The retired Texas-born Air Force Officer, 55-year-old Larry Brock, was convicted by U.S. District Judge John Bates on all 6 counts prosecutors pursued in the veteran’s indictment, which consisted of a felony charge of obstruction of an official proceeding on top of 5 other misdemeanors, The Associated Press reported. Brock will serve a two year prison sentence and is required to perform 100 hours of community service once the time is served.

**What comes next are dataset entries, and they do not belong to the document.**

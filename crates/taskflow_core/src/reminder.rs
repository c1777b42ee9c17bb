//! Decides whether a task should have a pending reminder notification and
//! applies that decision against the delivery collaborator. The decision
//! itself is a pure function of the task and an explicit `now`.

use crate::dates;
use crate::error::AppError;
use crate::model::Task;
use crate::notify::NotificationDelivery;
use crate::settings::Settings;
use time::OffsetDateTime;

pub const DEFAULT_REMINDER_HOUR: u8 = 9;
pub const DEFAULT_REMINDER_MINUTE: u8 = 0;

pub const DAILY_REVIEW_ID: &str = "daily.review.reminder";
const REMINDER_ID_PREFIX: &str = "task.reminder.";

const TASK_REMINDER_BODY: &str = "Task reminder";
const DAILY_REVIEW_TITLE: &str = "Daily review";
const DAILY_REVIEW_BODY: &str = "Take a minute to review today's tasks.";

pub fn reminder_identifier(task_id: &str) -> String {
    format!("{REMINDER_ID_PREFIX}{task_id}")
}

#[derive(Debug, Clone, Copy, PartialEq, Eq)]
pub enum ScheduleDecision {
    /// No notification should exist for this task; clear any pending one.
    Cancel,
    /// Exactly one one-shot notification should be pending at this instant.
    ScheduleAt(OffsetDateTime),
}

/// When the task's reminder should fire, if at all.
///
/// An explicit future `remind_at` always wins. A stale `remind_at` falls
/// through to the 09:00 due-date default rather than suppressing it; that
/// matches the shipped behavior and is kept deliberately (see DESIGN.md).
pub fn next_reminder_instant(task: &Task, now: OffsetDateTime) -> Option<OffsetDateTime> {
    if task.completed {
        return None;
    }

    if let Some(raw) = task.remind_at.as_deref()
        && let Ok(remind_at) = dates::parse_instant(raw)
        && remind_at > now
    {
        return Some(remind_at);
    }

    let due = dates::parse_date(task.due_date.as_deref()?).ok()?;
    let scheduled = dates::at_time_of_day(
        due,
        DEFAULT_REMINDER_HOUR,
        DEFAULT_REMINDER_MINUTE,
        now.offset(),
    )?;
    (scheduled > now).then_some(scheduled)
}

pub fn decide(task: &Task, now: OffsetDateTime) -> ScheduleDecision {
    match next_reminder_instant(task, now) {
        Some(at) => ScheduleDecision::ScheduleAt(at),
        None => ScheduleDecision::Cancel,
    }
}

/// Recomputes and applies the correct notification state for one task.
/// Scheduling replaces any pending request under the task's identifier, so
/// calling this repeatedly never stacks duplicates.
pub fn reconcile(
    task: &Task,
    now: OffsetDateTime,
    delivery: &mut dyn NotificationDelivery,
) -> Result<ScheduleDecision, AppError> {
    let identifier = reminder_identifier(&task.id);
    let decision = decide(task, now);

    match decision {
        ScheduleDecision::Cancel => delivery.cancel(&identifier)?,
        ScheduleDecision::ScheduleAt(at) => {
            delivery.schedule_one_shot(&identifier, at, task.display_title(), TASK_REMINDER_BODY)?;
        }
    }

    Ok(decision)
}

/// Brings the process-wide daily review reminder in line with the settings
/// flags: scheduled only while notifications are enabled and the review
/// preference is on. Returns whether the reminder is now scheduled.
pub fn sync_daily_review(
    settings: &Settings,
    delivery: &mut dyn NotificationDelivery,
) -> Result<bool, AppError> {
    if settings.notifications_enabled && settings.daily_review_enabled {
        delivery.schedule_repeating_daily(
            DAILY_REVIEW_ID,
            DEFAULT_REMINDER_HOUR,
            DEFAULT_REMINDER_MINUTE,
            DAILY_REVIEW_TITLE,
            DAILY_REVIEW_BODY,
        )?;
        Ok(true)
    } else {
        delivery.cancel(DAILY_REVIEW_ID)?;
        Ok(false)
    }
}
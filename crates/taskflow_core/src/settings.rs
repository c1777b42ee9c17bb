//! Process-wide preference flags. Persisted as a small JSON document and
//! passed explicitly into the scheduler gating logic, never read ambiently.

use crate::error::AppError;
use crate::storage::json_store;
use serde::{Deserialize, Serialize};
use std::path::{Path, PathBuf};

const SETTINGS_FILE_NAME: &str = "settings.json";
const SETTINGS_ENV_VAR: &str = "TASKFLOW_SETTINGS_PATH";

#[derive(Debug, Clone, PartialEq, Eq, Serialize, Deserialize)]
pub struct Settings {
    #[serde(default)]
    pub onboarding_complete: bool,
    #[serde(default)]
    pub notifications_enabled: bool,
    #[serde(default)]
    pub notifications_denied: bool,
    #[serde(default = "default_true")]
    pub daily_review_enabled: bool,
    #[serde(default)]
    pub sample_task_seeded: bool,
}

impl Default for Settings {
    fn default() -> Self {
        Self {
            onboarding_complete: false,
            notifications_enabled: false,
            notifications_denied: false,
            daily_review_enabled: true,
            sample_task_seeded: false,
        }
    }
}

fn default_true() -> bool {
    true
}

pub fn settings_path() -> Result<PathBuf, AppError> {
    if let Ok(path) = std::env::var(SETTINGS_ENV_VAR)
        && !path.trim().is_empty()
    {
        return Ok(PathBuf::from(path));
    }

    Ok(json_store::config_dir()?.join(SETTINGS_FILE_NAME))
}

pub fn load_settings(path: &Path) -> Result<Settings, AppError> {
    if !path.exists() {
        return Ok(Settings::default());
    }

    let content = std::fs::read_to_string(path).map_err(|err| AppError::io(err.to_string()))?;
    serde_json::from_str(&content).map_err(|err| AppError::invalid_data(err.to_string()))
}

pub fn save_settings(path: &Path, settings: &Settings) -> Result<(), AppError> {
    if let Some(parent) = path.parent() {
        std::fs::create_dir_all(parent).map_err(|err| AppError::io(err.to_string()))?;
    }

    let content = serde_json::to_string_pretty(settings)
        .map_err(|err| AppError::invalid_data(err.to_string()))?;
    std::fs::write(path, content).map_err(|err| AppError::io(err.to_string()))?;

    Ok(())
}

#[cfg(test)]
mod tests {
    use super::{Settings, load_settings, save_settings};
    use std::fs;
    use std::path::PathBuf;
    use std::time::{SystemTime, UNIX_EPOCH};

    fn temp_path(file_name: &str) -> PathBuf {
        let nanos = SystemTime::now()
            .duration_since(UNIX_EPOCH)
            .unwrap()
            .as_nanos();
        std::env::temp_dir().join(format!("taskflow-{nanos}-{file_name}"))
    }

    #[test]
    fn missing_file_loads_defaults() {
        let path = temp_path("missing-settings.json");
        let settings = load_settings(&path).unwrap();

        assert!(!settings.onboarding_complete);
        assert!(!settings.notifications_enabled);
        assert!(!settings.notifications_denied);
        assert!(settings.daily_review_enabled);
        assert!(!settings.sample_task_seeded);
    }

    #[test]
    fn save_and_load_round_trip() {
        let path = temp_path("settings.json");
        let settings = Settings {
            onboarding_complete: true,
            notifications_enabled: true,
            notifications_denied: false,
            daily_review_enabled: false,
            sample_task_seeded: true,
        };

        save_settings(&path, &settings).unwrap();
        let loaded = load_settings(&path).unwrap();
        fs::remove_file(&path).ok();

        assert_eq!(loaded, settings);
    }

    #[test]
    fn partial_document_defaults_missing_flags() {
        let path = temp_path("partial-settings.json");
        fs::write(&path, "{\n  \"onboarding_complete\": true\n}").unwrap();

        let loaded = load_settings(&path).unwrap();
        fs::remove_file(&path).ok();

        assert!(loaded.onboarding_complete);
        assert!(loaded.daily_review_enabled);
        assert!(!loaded.notifications_enabled);
    }
}
use crate::error::AppError;
use crate::notify::Notifier;
use notify_rust::Notification;

pub struct LinuxNotifier;

impl Notifier for LinuxNotifier {
    fn show(&self, title: &str, body: &str) -> Result<(), AppError> {
        Notification::new()
            .summary(title)
            .body(body)
            .show()
            .map_err(|err| AppError::io(err.to_string()))?;
        Ok(())
    }
}
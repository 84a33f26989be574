use std::sync::{Arc, Mutex, MutexGuard};

use chrono::Utc;
use tokio::sync::{mpsc, oneshot};
use tokio::task::JoinHandle;

use crate::api::{
    AuthGateway, ErrorKind, MessageResponse, SigninRequest, SigninResponse, SignupRequest,
    SignupResponse, UserProfile,
};
use crate::config::SessionConfig;
use crate::notify::{messages, NotificationKind, NotificationSink};
use crate::observe::{ActivityObserver, ForegroundObserver, Subscription, Visibility};
use crate::storage::{CredentialStore, StoredCredential};

use super::scheduler::{TimeoutEvent, TimeoutScheduler};
use super::state::{ExpiryReason, Session, SessionError, SessionStatus};

/// Root of the session lifecycle: owns the state machine, drives the
/// gateway and the credential store, arms the expiry timers, and reports
/// every transition to the notification sink.
///
/// Clones are cheap and share one session. Create and use it from inside a
/// Tokio runtime; the timers and the fire-and-forget logout are spawned
/// tasks.
#[derive(Clone)]
pub struct SessionManager {
    inner: Arc<ManagerInner>,
}

struct ManagerInner {
    config: SessionConfig,
    gateway: Arc<dyn AuthGateway>,
    store: Arc<dyn CredentialStore>,
    sink: Arc<dyn NotificationSink>,
    scheduler: TimeoutScheduler,
    state: Mutex<ManagerState>,
    tasks: Mutex<ManagerTasks>,
}

struct ManagerState {
    session: Session,
    /// Bumped on every terminal transition. Async completions and timer
    /// firings scheduled under an older epoch are discarded instead of
    /// resurrecting cleared state.
    epoch: u64,
}

#[derive(Default)]
struct ManagerTasks {
    expiry_listener: Option<JoinHandle<()>>,
    restore_cancel: Option<oneshot::Sender<()>>,
    subscriptions: Vec<Subscription>,
}

enum Notice {
    Login { migrated: bool },
    ForceLogin,
    Restored,
}

enum FetchOutcome {
    Fetched(UserProfile),
    Failed(ErrorKind),
    Cancelled,
}
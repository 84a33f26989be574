use chrono::{DateTime, Utc};
use thiserror::Error;

use crate::api::{ErrorKind, UserProfile};
use crate::storage::{StorageError, StoredCredential};

#[derive(Debug, Clone, Copy, PartialEq, Eq, Default)]
pub enum SessionStatus {
    #[default]
    Unauthenticated,
    Authenticating,
    Authenticated,
    ForceAuthenticating,
    LoggingOut,
    /// A credential could not be persisted after a successful
    /// authentication; the session was cleared to keep memory and storage
    /// in agreement.
    Error,
}

/// Why a session ended without an explicit logout.
#[derive(Debug, Clone, Copy, PartialEq, Eq)]
pub enum ExpiryReason {
    /// No activity signal for the whole inactivity window.
    Inactivity,
    /// Backgrounded past the dormancy window.
    Dormancy,
    /// The server stopped honoring the credential, typically because the
    /// account signed in elsewhere.
    Invalidated,
}

#[derive(Debug, Clone, PartialEq, Error)]
pub enum SessionError {
    #[error(transparent)]
    Gateway(#[from] ErrorKind),
    #[error("credential store failed: {0}")]
    Storage(#[from] StorageError),
}

/// Snapshot of the client's authentication state. The credential pair is a
/// single optional value, so a token can never be observed without its
/// session id or vice versa.
#[derive(Debug, Clone, PartialEq, Default)]
pub struct Session {
    pub status: SessionStatus,
    pub(crate) credential: Option<StoredCredential>,
    pub user: Option<UserProfile>,
    pub last_activity_at: Option<DateTime<Utc>>,
    pub error: Option<SessionError>,
}

impl Session {
    pub fn token(&self) -> Option<&str> {
        self.credential
            .as_ref()
            .map(|credential| credential.token.as_str())
    }

    pub fn session_id(&self) -> Option<&str> {
        self.credential
            .as_ref()
            .map(|credential| credential.session_id.as_str())
    }

    pub fn credential(&self) -> Option<&StoredCredential> {
        self.credential.as_ref()
    }

    pub fn is_authenticated(&self) -> bool {
        self.status == SessionStatus::Authenticated
    }

    pub(crate) fn clear(&mut self) {
        *self = Session::default();
    }
}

Two years prison for Larry Brock
On a busy day at courthouse, judge has issued the sentence for Brock, a retired Air Force Lt Col. https://t.co/ROEwRiteel
— Scott MacFarlane (@MacFarlaneNews) March 17, 2023
Brock reportedly sported military-style combat gear and openly wielded zip-tie-style handcuffs after making his way into the Senate chamber floor during the “Stop the Steal” demonstrations, moments after members of Congress and their senatorial staff evacuated the building. The former serviceman also shuffled through documents laid out on Senator’s desks.
While Brock did not engage in any violent behavior that day, prosecutors argued his actions were “disturbingly premeditated.”

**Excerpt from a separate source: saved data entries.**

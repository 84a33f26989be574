mod manager;
mod scheduler;
mod state;

pub use manager::*;
pub use state::*;
//! Shared doubles for the lifecycle tests: a scripted gateway, recording
//! sink and store wrappers, and a preassembled manager harness.

use std::collections::VecDeque;
use std::sync::atomic::{AtomicU32, Ordering};
use std::sync::{Arc, Mutex};
use std::time::Duration;

use async_trait::async_trait;

use crate::api::{
    AuthGateway, ErrorKind, MessageResponse, SigninRequest, SigninResponse, SignupRequest,
    SignupResponse, UserProfile,
};
use crate::config::SessionConfig;
use crate::notify::{NotificationKind, NotificationSink};
use crate::session::{SessionManager, SessionStatus};
use crate::storage::{CredentialStore, MemoryCredentialStore, StorageError, StoredCredential};

pub fn test_user() -> UserProfile {
    UserProfile {
        id: "u-1".into(),
        email: "pat@example.com".into(),
        first_name: "Pat".into(),
        last_name: "Rahman".into(),
        role: "customer".into(),
    }
}

pub fn signin_ok(token: &str, session_id: &str) -> SigninResponse {
    SigninResponse {
        token: token.into(),
        session_id: session_id.into(),
        user: test_user(),
        was_logged_in_elsewhere: false,
    }
}

/// Production defaults shrunk so clock-driven scenarios stay fast under the
/// paused test clock.
pub fn fast_config() -> SessionConfig {
    SessionConfig {
        inactivity_timeout: Duration::from_millis(1000),
        dormancy_timeout: Duration::from_millis(300),
        retry_delay: Duration::from_millis(50),
        activity_throttle: Duration::from_millis(100),
        ..SessionConfig::default()
    }
}

type Script<T> = Mutex<VecDeque<Result<T, ErrorKind>>>;

/// Gateway double driven by per-operation result scripts. An exhausted
/// script falls back to a default success, so tests only push the results
/// they care about.
#[derive(Default)]
pub struct FakeGateway {
    login_results: Script<SigninResponse>,
    force_login_results: Script<SigninResponse>,
    signup_results: Script<SignupResponse>,
    fetch_results: Script<UserProfile>,
    check_results: Script<()>,
    pub login_calls: AtomicU32,
    pub force_login_calls: AtomicU32,
    pub fetch_calls: AtomicU32,
    pub check_calls: AtomicU32,
    pub logout_calls: AtomicU32,
    pub logout_requests: Mutex<Vec<(String, String)>>,
    login_delay: Mutex<Option<Duration>>,
}

impl FakeGateway {
    pub fn new() -> Self {
        Self::default()
    }

    pub fn push_login(&self, result: Result<SigninResponse, ErrorKind>) {
        self.login_results.lock().unwrap().push_back(result);
    }

    pub fn push_force_login(&self, result: Result<SigninResponse, ErrorKind>) {
        self.force_login_results.lock().unwrap().push_back(result);
    }

    pub fn push_signup(&self, result: Result<SignupResponse, ErrorKind>) {
        self.signup_results.lock().unwrap().push_back(result);
    }

    pub fn push_fetch(&self, result: Result<UserProfile, ErrorKind>) {
        self.fetch_results.lock().unwrap().push_back(result);
    }

    pub fn push_check(&self, result: Result<(), ErrorKind>) {
        self.check_results.lock().unwrap().push_back(result);
    }

    /// Adds artificial latency to login/force-login, opening a window for
    /// concurrency tests under the paused clock.
    pub fn set_login_delay(&self, delay: Duration) {
        *self.login_delay.lock().unwrap() = Some(delay);
    }

    fn next<T>(script: &Script<T>, fallback: T) -> Result<T, ErrorKind> {
        script.lock().unwrap().pop_front().unwrap_or(Ok(fallback))
    }
}

#[async_trait]
impl AuthGateway for FakeGateway {
    async fn login(&self, _request: &SigninRequest) -> Result<SigninResponse, ErrorKind> {
        self.login_calls.fetch_add(1, Ordering::SeqCst);
        let delay = *self.login_delay.lock().unwrap();
        if let Some(delay) = delay {
            tokio::time::sleep(delay).await;
        }
        Self::next(&self.login_results, signin_ok("tok-default", "sess-default"))
    }

    async fn force_login(&self, _request: &SigninRequest) -> Result<SigninResponse, ErrorKind> {
        self.force_login_calls.fetch_add(1, Ordering::SeqCst);
        let delay = *self.login_delay.lock().unwrap();
        if let Some(delay) = delay {
            tokio::time::sleep(delay).await;
        }
        Self::next(&self.force_login_results, signin_ok("tok-forced", "sess-forced"))
    }

    async fn signup(&self, _request: &SignupRequest) -> Result<SignupResponse, ErrorKind> {
        Self::next(
            &self.signup_results,
            SignupResponse {
                requires_verification: true,
                message: None,
            },
        )
    }

    async fn fetch_current_session(&self, _token: &str) -> Result<UserProfile, ErrorKind> {
        self.fetch_calls.fetch_add(1, Ordering::SeqCst);
        Self::next(&self.fetch_results, test_user())
    }

    async fn check_session(&self, _token: &str) -> Result<(), ErrorKind> {
        self.check_calls.fetch_add(1, Ordering::SeqCst);
        Self::next(&self.check_results, ())
    }

    async fn logout(&self, token: &str, session_id: &str) -> Result<(), ErrorKind> {
        self.logout_calls.fetch_add(1, Ordering::SeqCst);
        self.logout_requests
            .lock()
            .unwrap()
            .push((token.to_string(), session_id.to_string()));
        Ok(())
    }

    async fn request_password_reset(&self, _email: &str) -> Result<MessageResponse, ErrorKind> {
        Ok(MessageResponse {
            message: "Password reset email sent".into(),
        })
    }

    async fn reset_password(
        &self,
        _token: &str,
        _new_password: &str,
    ) -> Result<MessageResponse, ErrorKind> {
        Ok(MessageResponse {
            message: "Password updated".into(),
        })
    }

    async fn verify_email(&self, _email: &str, _code: &str) -> Result<MessageResponse, ErrorKind> {
        Ok(MessageResponse {
            message: "Email verified".into(),
        })
    }
}

/// Sink that records every notification.
#[derive(Default)]
pub struct RecordingSink {
    events: Mutex<Vec<(NotificationKind, String)>>,
}

impl RecordingSink {
    pub fn new() -> Self {
        Self::default()
    }

    pub fn events(&self) -> Vec<(NotificationKind, String)> {
        self.events.lock().unwrap().clone()
    }

    pub fn messages(&self) -> Vec<String> {
        self.events
            .lock()
            .unwrap()
            .iter()
            .map(|(_, message)| message.clone())
            .collect()
    }

    pub fn contains(&self, message: &str) -> bool {
        self.events
            .lock()
            .unwrap()
            .iter()
            .any(|(_, recorded)| recorded == message)
    }

    pub fn count(&self) -> usize {
        self.events.lock().unwrap().len()
    }
}

impl NotificationSink for RecordingSink {
    fn notify(&self, kind: NotificationKind, message: &str, _duration: Duration) {
        self.events.lock().unwrap().push((kind, message.to_string()));
    }
}

/// Store wrapper that records the order of operations performed on it.
#[derive(Default)]
pub struct RecordingStore {
    inner: MemoryCredentialStore,
    log: Mutex<Vec<String>>,
}

impl RecordingStore {
    pub fn new() -> Self {
        Self::default()
    }

    pub fn recorded(&self) -> Vec<String> {
        self.log.lock().unwrap().clone()
    }

    pub fn clear_count(&self) -> usize {
        self.log
            .lock()
            .unwrap()
            .iter()
            .filter(|op| op.as_str() == "clear")
            .count()
    }
}

impl CredentialStore for RecordingStore {
    fn load(&self) -> Result<Option<StoredCredential>, StorageError> {
        self.log.lock().unwrap().push("load".into());
        self.inner.load()
    }

    fn save(&self, credential: &StoredCredential) -> Result<(), StorageError> {
        self.log
            .lock()
            .unwrap()
            .push(format!("save:{}", credential.token));
        self.inner.save(credential)
    }

    fn clear(&self) -> Result<(), StorageError> {
        self.log.lock().unwrap().push("clear".into());
        self.inner.clear()
    }
}

/// Store whose writes always fail, for the persist-failure path.
pub struct FailingStore;

impl CredentialStore for FailingStore {
    fn load(&self) -> Result<Option<StoredCredential>, StorageError> {
        Ok(None)
    }

    fn save(&self, _credential: &StoredCredential) -> Result<(), StorageError> {
        Err(StorageError::Io("disk full".into()))
    }

    fn clear(&self) -> Result<(), StorageError> {
        Ok(())
    }
}

pub struct Harness {
    pub manager: SessionManager,
    pub gateway: Arc<FakeGateway>,
    pub store: Arc<MemoryCredentialStore>,
    pub sink: Arc<RecordingSink>,
}

pub fn harness() -> Harness {
    harness_with_config(fast_config())
}

pub fn harness_with_config(config: SessionConfig) -> Harness {
    let gateway = Arc::new(FakeGateway::new());
    let store = Arc::new(MemoryCredentialStore::new());
    let sink = Arc::new(RecordingSink::new());
    let manager = SessionManager::new(
        config,
        gateway.clone(),
        store.clone(),
        sink.clone(),
    );
    Harness {
        manager,
        gateway,
        store,
        sink,
    }
}

/// Spins (yielding, no sleeps) until the manager reaches `status`; the
/// expiry pipeline is a timer task plus a listener task, so a transition
/// needs a few scheduler turns to land.
pub async fn wait_for_status(manager: &SessionManager, status: SessionStatus) {
    for _ in 0..200 {
        if manager.status() == status {
            return;
        }
        tokio::task::yield_now().await;
    }
    panic!(
        "manager never reached {status:?}, still {:?}",
        manager.status()
    );
}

🚨 SENTENCE: Retired Air Force Lt. Col. Larry Brock ordered to serve 2 years in prison for obstructing the joint session of Congress on Jan. 6. Two years of supervised release to follow. pic.twitter.com/KtjfNknCRg
— Jordan Fischer (@JordanOnRecord) March 17, 2023
The ex-airman left behind a digital footprint in via Facebook reportedly characterizing his itinerary for that day.

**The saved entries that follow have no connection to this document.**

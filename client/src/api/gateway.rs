use async_trait::async_trait;
use reqwest::{Client, Response};
use serde::de::DeserializeOwned;

use super::error::{classify, ErrorKind};
use super::types::{
    LogoutRequest, MessageResponse, RequestPasswordResetRequest, ResetPasswordRequest,
    SigninRequest, SigninResponse, SignupRequest, SignupResponse, UserProfile, VerifyEmailRequest,
};

/// Network seam of the session manager. Every method performs exactly one
/// attempt; retry policy belongs to the caller.
#[async_trait]
pub trait AuthGateway: Send + Sync {
    async fn login(&self, request: &SigninRequest) -> Result<SigninResponse, ErrorKind>;

    /// Same as [`login`](Self::login) but instructs the backend to
    /// invalidate any other active session for the account first.
    async fn force_login(&self, request: &SigninRequest) -> Result<SigninResponse, ErrorKind>;

    async fn signup(&self, request: &SignupRequest) -> Result<SignupResponse, ErrorKind>;

    /// Exchanges a stored bearer token for the current user profile.
    async fn fetch_current_session(&self, token: &str) -> Result<UserProfile, ErrorKind>;

    /// Cheap authenticated probe; `Ok` means the server still honors the
    /// token.
    async fn check_session(&self, token: &str) -> Result<(), ErrorKind>;

    async fn logout(&self, token: &str, session_id: &str) -> Result<(), ErrorKind>;

    async fn request_password_reset(&self, email: &str) -> Result<MessageResponse, ErrorKind>;

    async fn reset_password(
        &self,
        token: &str,
        new_password: &str,
    ) -> Result<MessageResponse, ErrorKind>;

    async fn verify_email(&self, email: &str, code: &str) -> Result<MessageResponse, ErrorKind>;
}

/// [`AuthGateway`] over the marketplace REST backend.
pub struct HttpAuthGateway {
    client: Client,
    base_url: String,
}

impl HttpAuthGateway {
    /// `base_url` carries any path prefix, e.g. `https://host/api`.
    pub fn new(base_url: impl Into<String>) -> Self {
        Self {
            client: Client::new(),
            base_url: base_url.into(),
        }
    }
}

#[async_trait]
impl AuthGateway for HttpAuthGateway {
    async fn login(&self, request: &SigninRequest) -> Result<SigninResponse, ErrorKind> {
        let response = self
            .client
            .post(format!("{}/auth/signin", self.base_url))
            .json(request)
            .send()
            .await?;
        read_json(response).await
    }

    async fn force_login(&self, request: &SigninRequest) -> Result<SigninResponse, ErrorKind> {
        let response = self
            .client
            .post(format!("{}/auth/force-login", self.base_url))
            .json(request)
            .send()
            .await?;
        read_json(response).await
    }

    async fn signup(&self, request: &SignupRequest) -> Result<SignupResponse, ErrorKind> {
        let response = self
            .client
            .post(format!("{}/auth/signup", self.base_url))
            .json(request)
            .send()
            .await?;
        read_json(response).await
    }

    async fn fetch_current_session(&self, token: &str) -> Result<UserProfile, ErrorKind> {
        let response = self
            .client
            .get(format!("{}/auth/me", self.base_url))
            .bearer_auth(token)
            .send()
            .await?;
        read_json(response).await
    }

    async fn check_session(&self, token: &str) -> Result<(), ErrorKind> {
        let response = self
            .client
            .get(format!("{}/auth/session-check", self.base_url))
            .bearer_auth(token)
            .send()
            .await?;
        read_empty(response).await
    }

    async fn logout(&self, token: &str, session_id: &str) -> Result<(), ErrorKind> {
        let request = LogoutRequest {
            session_id: session_id.to_string(),
        };
        let response = self
            .client
            .post(format!("{}/auth/logout", self.base_url))
            .bearer_auth(token)
            .json(&request)
            .send()
            .await?;
        read_empty(response).await
    }

    async fn request_password_reset(&self, email: &str) -> Result<MessageResponse, ErrorKind> {
        let request = RequestPasswordResetRequest {
            email: email.to_string(),
        };
        let response = self
            .client
            .post(format!("{}/auth/forgot-password", self.base_url))
            .json(&request)
            .send()
            .await?;
        read_json(response).await
    }

    async fn reset_password(
        &self,
        token: &str,
        new_password: &str,
    ) -> Result<MessageResponse, ErrorKind> {
        let request = ResetPasswordRequest {
            token: token.to_string(),
            new_password: new_password.to_string(),
        };
        let response = self
            .client
            .post(format!("{}/auth/reset-password", self.base_url))
            .json(&request)
            .send()
            .await?;
        read_json(response).await
    }

    async fn verify_email(&self, email: &str, code: &str) -> Result<MessageResponse, ErrorKind> {
        let request = VerifyEmailRequest {
            email: email.to_string(),
            verification_code: code.to_string(),
        };
        let response = self
            .client
            .post(format!("{}/auth/verify-email", self.base_url))
            .json(&request)
            .send()
            .await?;
        read_json(response).await
    }
}

async fn read_json<T: DeserializeOwned>(response: Response) -> Result<T, ErrorKind> {
    if response.status().is_success() {
        Ok(response.json().await?)
    } else {
        Err(read_error(response).await)
    }
}

async fn read_empty(response: Response) -> Result<(), ErrorKind> {
    if response.status().is_success() {
        Ok(())
    } else {
        Err(read_error(response).await)
    }
}

async fn read_error(response: Response) -> ErrorKind {
    let status = response.status().as_u16();
    // A plain-text or empty error body still classifies by status alone.
    let body = response.json().await.unwrap_or_default();
    classify(status, body)
}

In messages to another user, Brock laid out what he dubbed a “plan of action if Congress fails to act” sent on on Christmas Eve of 2020.
One course of action Brock laid out was to “seize all Democratic politicians and Biden key staff and select Republicans,” according to the outlet. Then, the Officer initially planned to employ interrogation methods akin to the ones the U.S. military used on al-Qaida.
Moreover, Brock’s outline sought to secure a “general pardon for all crimes up to and including murder of those restoring the Constitution and putting down the Democratic Insurrection.”
Lastly, the Christmas-Eve outline noted not to kill “LEO” (most likely law enforcement officers) “unless necessary.” (RELATED: Army Sergeant Sentenced To Life In Prison For Murdering Fellow Soldier)
After the outcome of the 2020 Presidential election results were decided in November of 2020, in a separate post Brock wrote on Facebook that “we need to execute the traitors that are trying to steal the election…” Prosecutors argued that if Senators had not evacuated, Brock may have acted on his written plans.
Brock’s defense lawyer, Charles Burnham, stated that Brock’s sole motivation was a “genuine concern for democracy.”
A retired Air Force major general penned a letter to Judge Bates lauding Brock’s service, saying that the former officer “risked his life to protect U.S. forces from a Taliban attack, flying below mountain peaks into a valley ‘saturated with enemy forces.'” (RELATED: The Air Force Will Now Give THC-Positive Applicants A Second Chance To Combat Struggles With Recruitment)
“The result thwarted enemy advances on U.S. personnel, saved U.S. lives and defused an ever-escalating situation for the forces at that remote base in Afghanistan,” the major general conveyed.
At the time of the January 6 riot, Brock worked as a commercial airline pilot.
In any case, according to Brock’s attorney Burnham, the Federal Aviation Administration revoked the former officer’s licenses following his 2021 arrest.
Brock is an Air Force Academy alumni from the graduating class of 1989. He was on active duty from 1998-2014. (RELATED: Naval Academy Removes Confederate Name From Campus Building, Replaces It With Dem President)
Brock refused to speak in court before Judge Bates announced his sentenced. He is temporarily a free man until summoned to report to prison; the date is still to be determined.
The Associated Press noted in the report that out of the roughly 1,000 individuals that have faced charges for involvement in January 6 Capitol demonstrations, 70 of the 400 that have been sentenced are veterans.